You could optimize this even further by doing a binary search, but that would be overkill.

Answer 2

The GCC/Clang __builtin_clz() or Microsoft Visual C _BitScanReverse() intrinsic functions compile to a single machine instruction on many machines. You can use this as the basis for an O(1) solution. Here's a 32-bit implementation:

#include <limits.h>
#include <stdint.h>

/* Return the number of digits in the decimal representation of n. */
unsigned digits(uint32_t n) {
    static uint32_t powers[10] = {
        0, 10, 100, 1000, 10000, 100000, 1000000,
        10000000, 100000000, 1000000000,
    };
    static unsigned maxdigits[33] = {
        1, 1, 1, 1, 2, 2, 2, 3, 3, 3, 4, 4, 4, 4, 5, 5,
        5, 6, 6, 6, 7, 7, 7, 7, 8, 8, 8, 9, 9, 9, 10, 10, 10, 
    };
    unsigned bits = sizeof(n) * CHAR_BIT - __builtin_clz(n);
    unsigned digits = maxdigits[bits];
    if (n < powers[digits - 1]) {
        -- digits;
    }
    return digits;
}

Answer 3

As it currently stands, the accepted and most highly approved answer is (still) incorrect for negative numbers. If the answerer were to take the time to test it and find out that it's broken for negative numbers, he likely would have wasted more time than the machine ever would by simply using snprintf, i.e.
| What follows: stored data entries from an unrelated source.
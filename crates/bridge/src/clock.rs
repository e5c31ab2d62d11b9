use chrono::{DateTime, Duration, Utc};
use parking_lot::Mutex;

/// Wall-clock source for session expiry.
pub trait Clock: Send + Sync {
    fn now(&self) -> DateTime<Utc>;
}

#[derive(Debug, Clone, Copy, Default)]
pub struct SystemClock;

impl Clock for SystemClock {
    fn now(&self) -> DateTime<Utc> {
        Utc::now()
    }
}

/// Clock that only moves when told to.
#[derive(Debug)]
pub struct ManualClock {
    now: Mutex<DateTime<Utc>>,
}

impl ManualClock {
    pub fn new(start: DateTime<Utc>) -> Self {
        Self {
            now: Mutex::new(start),
        }
    }

    pub fn advance(&self, by: Duration) {
        let mut now = self.now.lock();
        *now += by;
    }
}

impl Default for ManualClock {
    fn default() -> Self {
        Self::new(Utc::now())
    }
}

impl Clock for ManualClock {
    fn now(&self) -> DateTime<Utc> {
        *self.now.lock()
    }
}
int count_digits(int arg) {
    return snprintf(NULL, 0, "%d", arg) - (arg < 0);
}

We're not in the 1980s anymore; stop coding as though we are. I'm a C-standard zealot and my favourite answer given here was Tao Feng's answer... but even that didn't go into why it's the most efficient answer so far; in this answer I intend to show that his answer can be improved further by considering the following:

• Programmer productivity is more important than code efficiency, because it will almost certainly cost more time to write and test new functions properly than it will for a few microseconds of runtime.
• Reusing the same standard library functions that other programs commonly use (probably) keeps those standard libraries in the CPU cache. A cache miss (for example, when your code needs to be copied from RAM into the CPU) can cost up to 50 CPU instructions, not to mention the other code may end up causing another cache miss to put snprintf back into the cache anyway.
• Eliminating storage requirements might expose extra optimisations.

---

The following describes the micro-optimisation which hinders your productivity. Due to the lack of information you've provided in your answer, nobody who answers the question as it currently stands can provide any proof without making assumptions about:

• When we optimise we need to find the most significant bottleneck in the full solution (the problem that your program's designed to solve). There are two possibilities here: A) You want to calculate the number of bytes to allocate in order to store a string containing these digits; B) You just want to count the number of digits or whatever for kicks. More on these later. For now it's important to realise you're probably talking about part of a solution, and that part might not be the most significant bottleneck.
• The compiler you're using, the OS you're using and the machine you're using (including RAM speed, since some of us are introducing potential cache misses that are affected more by slow memory than by fast memory) might affect the most significant bottleneck. Some compilers are different to others, and will optimise some pieces of code better for some OSes, CPUs, etc than others.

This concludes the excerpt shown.